Problem details: Your answer should be the exact lines of the records, starting with the one containing "async fn resolve(&self, filter: &FilterSpec)" and running to the end.
◇ ◇ ◇ ◇ ◇ ◇ ◇
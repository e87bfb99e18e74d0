//! Store collaborators used by the deletion pipeline.
//!
//! The pipeline never talks to a store directly. It asks a [`PathResolver`]
//! for the paths matching each filter and a [`RemoteDeleter`] to remove each
//! reduced path. [`FsStore`] implements both against a local directory.

pub mod fs_store;

use async_trait::async_trait;

use crate::error::DeleteError;
use crate::filter::FilterSpec;
use crate::stream::PathStream;
use crate::types::PathRecord;

pub use fs_store::FsStore;

/// Resolves one filter into an open stream of matching paths.
///
/// The returned stream must be sorted with [`crate::types::compare_paths`].
#[async_trait]
pub trait PathResolver: Send + Sync {
    async fn resolve(&self, filter: &FilterSpec) -> anyhow::Result<Box<dyn PathStream>>;
}

/// Deletes one path from the store.
///
/// Called concurrently from several workers. Timeouts and rejections should
/// come back as [`DeleteError::Item`]; [`DeleteError::Fatal`] stops the run.
#[async_trait]
pub trait RemoteDeleter: Send + Sync {
    async fn delete(&self, record: &PathRecord) -> Result<(), DeleteError>;
}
◇ ◇ ◇ ◇ ◇ ◇ ◇
Answer to this exercise:
    async fn resolve(&self, filter: &FilterSpec) -> anyhow::Result<Box<dyn PathStream>>;
}

/// Deletes one path from the store.
///
/// Called concurrently from several workers. Timeouts and rejections should
/// come back as [`DeleteError::Item`]; [`DeleteError::Fatal`] stops the run.
#[async_trait]
pub trait RemoteDeleter: Send + Sync {
    async fn delete(&self, record: &PathRecord) -> Result<(), DeleteError>;
}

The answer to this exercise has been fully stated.